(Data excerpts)
----

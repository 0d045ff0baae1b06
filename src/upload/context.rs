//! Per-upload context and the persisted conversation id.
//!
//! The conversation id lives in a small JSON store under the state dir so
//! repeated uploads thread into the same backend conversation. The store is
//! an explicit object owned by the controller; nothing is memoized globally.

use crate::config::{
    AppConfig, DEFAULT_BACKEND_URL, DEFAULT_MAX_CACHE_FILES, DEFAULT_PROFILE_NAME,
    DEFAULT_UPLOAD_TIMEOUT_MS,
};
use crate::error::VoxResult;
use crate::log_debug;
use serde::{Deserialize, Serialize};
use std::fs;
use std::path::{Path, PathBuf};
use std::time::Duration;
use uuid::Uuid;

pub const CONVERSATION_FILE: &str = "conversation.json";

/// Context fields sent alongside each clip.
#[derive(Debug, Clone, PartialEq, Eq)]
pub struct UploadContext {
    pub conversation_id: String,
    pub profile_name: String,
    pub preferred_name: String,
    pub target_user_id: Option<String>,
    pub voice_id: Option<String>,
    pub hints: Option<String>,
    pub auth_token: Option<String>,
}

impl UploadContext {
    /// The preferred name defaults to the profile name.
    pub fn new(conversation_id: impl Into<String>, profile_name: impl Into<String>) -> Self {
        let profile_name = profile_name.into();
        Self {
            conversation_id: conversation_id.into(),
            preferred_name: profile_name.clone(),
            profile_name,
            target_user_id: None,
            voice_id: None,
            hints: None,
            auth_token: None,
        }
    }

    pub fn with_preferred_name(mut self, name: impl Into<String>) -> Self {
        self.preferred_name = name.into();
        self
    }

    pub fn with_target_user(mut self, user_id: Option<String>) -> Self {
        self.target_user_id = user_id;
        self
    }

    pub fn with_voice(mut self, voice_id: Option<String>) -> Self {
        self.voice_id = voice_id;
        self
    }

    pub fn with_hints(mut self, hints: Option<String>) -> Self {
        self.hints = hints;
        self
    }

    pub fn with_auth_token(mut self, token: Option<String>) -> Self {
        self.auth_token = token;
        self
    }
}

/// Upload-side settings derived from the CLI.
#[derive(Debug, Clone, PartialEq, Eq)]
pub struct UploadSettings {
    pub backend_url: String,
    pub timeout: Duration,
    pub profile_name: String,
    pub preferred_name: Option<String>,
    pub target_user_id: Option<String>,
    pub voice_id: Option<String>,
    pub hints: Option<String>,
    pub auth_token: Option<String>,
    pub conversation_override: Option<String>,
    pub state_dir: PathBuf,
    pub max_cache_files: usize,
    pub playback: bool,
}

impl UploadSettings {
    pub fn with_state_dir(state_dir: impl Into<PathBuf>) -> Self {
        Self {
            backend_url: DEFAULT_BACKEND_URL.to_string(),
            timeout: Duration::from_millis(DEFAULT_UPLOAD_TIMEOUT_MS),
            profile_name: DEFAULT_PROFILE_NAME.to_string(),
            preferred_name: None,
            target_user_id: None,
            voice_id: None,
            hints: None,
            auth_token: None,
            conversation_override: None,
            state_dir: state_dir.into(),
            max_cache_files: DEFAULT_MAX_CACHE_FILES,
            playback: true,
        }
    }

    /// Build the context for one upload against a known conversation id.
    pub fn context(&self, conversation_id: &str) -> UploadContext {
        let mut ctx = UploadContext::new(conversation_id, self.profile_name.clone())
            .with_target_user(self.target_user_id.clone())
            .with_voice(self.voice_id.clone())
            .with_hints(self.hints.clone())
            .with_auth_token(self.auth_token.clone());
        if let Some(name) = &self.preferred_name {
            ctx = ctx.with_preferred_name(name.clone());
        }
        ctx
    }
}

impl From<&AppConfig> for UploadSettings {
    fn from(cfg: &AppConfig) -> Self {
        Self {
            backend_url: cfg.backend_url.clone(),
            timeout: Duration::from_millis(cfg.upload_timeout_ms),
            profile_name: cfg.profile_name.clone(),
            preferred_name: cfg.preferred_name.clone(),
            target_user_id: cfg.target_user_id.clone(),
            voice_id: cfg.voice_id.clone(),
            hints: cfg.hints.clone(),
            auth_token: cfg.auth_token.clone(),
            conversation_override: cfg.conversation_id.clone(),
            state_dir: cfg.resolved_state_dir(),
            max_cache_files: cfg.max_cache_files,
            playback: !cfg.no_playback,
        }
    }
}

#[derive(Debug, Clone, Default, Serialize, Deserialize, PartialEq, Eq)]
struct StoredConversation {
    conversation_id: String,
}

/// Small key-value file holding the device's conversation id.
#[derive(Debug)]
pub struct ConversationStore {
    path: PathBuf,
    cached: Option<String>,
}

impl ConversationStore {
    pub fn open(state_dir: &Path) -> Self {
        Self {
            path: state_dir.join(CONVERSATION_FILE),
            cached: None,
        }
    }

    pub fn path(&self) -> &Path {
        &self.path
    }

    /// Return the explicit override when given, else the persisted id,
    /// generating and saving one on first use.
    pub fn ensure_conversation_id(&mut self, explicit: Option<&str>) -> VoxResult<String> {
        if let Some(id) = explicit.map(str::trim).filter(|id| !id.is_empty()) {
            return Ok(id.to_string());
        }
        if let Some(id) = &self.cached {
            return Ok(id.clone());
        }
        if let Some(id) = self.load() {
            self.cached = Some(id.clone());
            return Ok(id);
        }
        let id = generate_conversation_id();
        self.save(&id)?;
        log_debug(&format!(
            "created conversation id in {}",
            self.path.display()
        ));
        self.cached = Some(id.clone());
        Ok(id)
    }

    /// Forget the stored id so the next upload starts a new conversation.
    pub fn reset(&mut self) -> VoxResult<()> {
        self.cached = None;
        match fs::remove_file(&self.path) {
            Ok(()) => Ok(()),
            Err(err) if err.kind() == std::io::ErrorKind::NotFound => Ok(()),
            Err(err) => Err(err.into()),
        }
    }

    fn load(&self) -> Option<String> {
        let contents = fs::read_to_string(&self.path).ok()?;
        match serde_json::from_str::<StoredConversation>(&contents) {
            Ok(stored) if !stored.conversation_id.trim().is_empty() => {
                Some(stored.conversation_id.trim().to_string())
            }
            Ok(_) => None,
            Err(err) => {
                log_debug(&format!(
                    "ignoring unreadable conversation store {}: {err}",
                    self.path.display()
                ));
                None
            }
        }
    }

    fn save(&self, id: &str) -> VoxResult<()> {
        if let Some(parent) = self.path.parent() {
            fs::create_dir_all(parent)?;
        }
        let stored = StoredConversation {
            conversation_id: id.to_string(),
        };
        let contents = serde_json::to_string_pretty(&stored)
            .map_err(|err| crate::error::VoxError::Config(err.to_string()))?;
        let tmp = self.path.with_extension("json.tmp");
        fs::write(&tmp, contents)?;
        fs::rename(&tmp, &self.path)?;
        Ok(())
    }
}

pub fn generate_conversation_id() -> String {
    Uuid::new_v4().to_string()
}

----

Each record should be repeated in full, exactly as it is written.

**Completed task:**
repository 0d045ff0baae1b06
filename src/upload/context.rs
//! Per-upload context and the persisted conversation id.
//!
//! The conversation id lives in a small JSON store under the state dir so
//! repeated uploads thread into the same backend conversation. The store is
//! an explicit object owned by the controller; nothing is memoized globally.

use crate::config::{
    AppConfig, DEFAULT_BACKEND_URL, DEFAULT_MAX_CACHE_FILES, DEFAULT_PROFILE_NAME,
    DEFAULT_UPLOAD_TIMEOUT_MS,
};
use crate::error::VoxResult;
use crate::log_debug;
use serde::{Deserialize, Serialize};
use std::fs;
use std::path::{Path, PathBuf};
use std::time::Duration;
use uuid::Uuid;

pub const CONVERSATION_FILE: &str = "conversation.json";

/// Context fields sent alongside each clip.
#[derive(Debug, Clone, PartialEq, Eq)]
pub struct UploadContext {
    pub conversation_id: String,
    pub profile_name: String,
    pub preferred_name: String,
    pub target_user_id: Option<String>,
    pub voice_id: Option<String>,
    pub hints: Option<String>,
    pub auth_token: Option<String>,
}

impl UploadContext {
    /// The preferred name defaults to the profile name.
    pub fn new(conversation_id: impl Into<String>, profile_name: impl Into<String>) -> Self {
        let profile_name = profile_name.into();
        Self {
            conversation_id: conversation_id.into(),
            preferred_name: profile_name.clone(),
            profile_name,
            target_user_id: None,
            voice_id: None,
            hints: None,
            auth_token: None,
        }
    }

    pub fn with_preferred_name(mut self, name: impl Into<String>) -> Self {
        self.preferred_name = name.into();
        self
    }

    pub fn with_target_user(mut self, user_id: Option<String>) -> Self {
        self.target_user_id = user_id;
        self
    }

    pub fn with_voice(mut self, voice_id: Option<String>) -> Self {
        self.voice_id = voice_id;
        self
    }

    pub fn with_hints(mut self, hints: Option<String>) -> Self {
        self.hints = hints;
        self
    }

    pub fn with_auth_token(mut self, token: Option<String>) -> Self {
        self.auth_token = token;
        self
    }
}

/// Upload-side settings derived from the CLI.
#[derive(Debug, Clone, PartialEq, Eq)]
pub struct UploadSettings {
    pub backend_url: String,
    pub timeout: Duration,
    pub profile_name: String,
    pub preferred_name: Option<String>,
    pub target_user_id: Option<String>,
    pub voice_id: Option<String>,
    pub hints: Option<String>,
    pub auth_token: Option<String>,
    pub conversation_override: Option<String>,
    pub state_dir: PathBuf,
    pub max_cache_files: usize,
    pub playback: bool,
}

impl UploadSettings {
    pub fn with_state_dir(state_dir: impl Into<PathBuf>) -> Self {
        Self {
            backend_url: DEFAULT_BACKEND_URL.to_string(),
            timeout: Duration::from_millis(DEFAULT_UPLOAD_TIMEOUT_MS),
            profile_name: DEFAULT_PROFILE_NAME.to_string(),
            preferred_name: None,
            target_user_id: None,
            voice_id: None,
            hints: None,
            auth_token: None,
            conversation_override: None,
            state_dir: state_dir.into(),
            max_cache_files: DEFAULT_MAX_CACHE_FILES,
            playback: true,
        }
    }

    /// Build the context for one upload against a known conversation id.
    pub fn context(&self, conversation_id: &str) -> UploadContext {
        let mut ctx = UploadContext::new(conversation_id, self.profile_name.clone())
            .with_target_user(self.target_user_id.clone())
            .with_voice(self.voice_id.clone())
            .with_hints(self.hints.clone())
            .with_auth_token(self.auth_token.clone());
        if let Some(name) = &self.preferred_name {
            ctx = ctx.with_preferred_name(name.clone());
        }
        ctx
    }
}

impl From<&AppConfig> for UploadSettings {
    fn from(cfg: &AppConfig) -> Self {
        Self {
            backend_url: cfg.backend_url.clone(),
            timeout: Duration::from_millis(cfg.upload_timeout_ms),
            profile_name: cfg.profile_name.clone(),
            preferred_name: cfg.preferred_name.clone(),
            target_user_id: cfg.target_user_id.clone(),
            voice_id: cfg.voice_id.clone(),
            hints: cfg.hints.clone(),
            auth_token: cfg.auth_token.clone(),
            conversation_override: cfg.conversation_id.clone(),
            state_dir: cfg.resolved_state_dir(),
            max_cache_files: cfg.max_cache_files,
            playback: !cfg.no_playback,
        }
    }
}

#[derive(Debug, Clone, Default, Serialize, Deserialize, PartialEq, Eq)]
struct StoredConversation {
    conversation_id: String,
}

/// Small key-value file holding the device's conversation id.
#[derive(Debug)]
pub struct ConversationStore {
    path: PathBuf,
    cached: Option<String>,
}

impl ConversationStore {
    pub fn open(state_dir: &Path) -> Self {
        Self {
            path: state_dir.join(CONVERSATION_FILE),
            cached: None,
        }
    }

    pub fn path(&self) -> &Path {
        &self.path
    }

    /// Return the explicit override when given, else the persisted id,
    /// generating and saving one on first use.
    pub fn ensure_conversation_id(&mut self, explicit: Option<&str>) -> VoxResult<String> {
        if let Some(id) = explicit.map(str::trim).filter(|id| !id.is_empty()) {
            return Ok(id.to_string());
        }
        if let Some(id) = &self.cached {
            return Ok(id.clone());
        }
        if let Some(id) = self.load() {
            self.cached = Some(id.clone());
            return Ok(id);
        }
        let id = generate_conversation_id();
        self.save(&id)?;
        log_debug(&format!(
            "created conversation id in {}",
            self.path.display()
        ));
        self.cached = Some(id.clone());
        Ok(id)
    }

    /// Forget the stored id so the next upload starts a new conversation.
    pub fn reset(&mut self) -> VoxResult<()> {
        self.cached = None;
        match fs::remove_file(&self.path) {
            Ok(()) => Ok(()),
            Err(err) if err.kind() == std::io::ErrorKind::NotFound => Ok(()),
            Err(err) => Err(err.into()),
        }
    }

    fn load(&self) -> Option<String> {
        let contents = fs::read_to_string(&self.path).ok()?;
        match serde_json::from_str::<StoredConversation>(&contents) {
            Ok(stored) if !stored.conversation_id.trim().is_empty() => {
                Some(stored.conversation_id.trim().to_string())
            }
            Ok(_) => None,
            Err(err) => {
                log_debug(&format!(
                    "ignoring unreadable conversation store {}: {err}",
                    self.path.display()
                ));
                None
            }
        }
    }

    fn save(&self, id: &str) -> VoxResult<()> {
        if let Some(parent) = self.path.parent() {
            fs::create_dir_all(parent)?;
        }
        let stored = StoredConversation {
            conversation_id: id.to_string(),
        };
        let contents = serde_json::to_string_pretty(&stored)
            .map_err(|err| crate::error::VoxError::Config(err.to_string()))?;
        let tmp = self.path.with_extension("json.tmp");
        fs::write(&tmp, contents)?;
        fs::rename(&tmp, &self.path)?;
        Ok(())
    }
}

pub fn generate_conversation_id() -> String {
    Uuid::new_v4().to_string()
}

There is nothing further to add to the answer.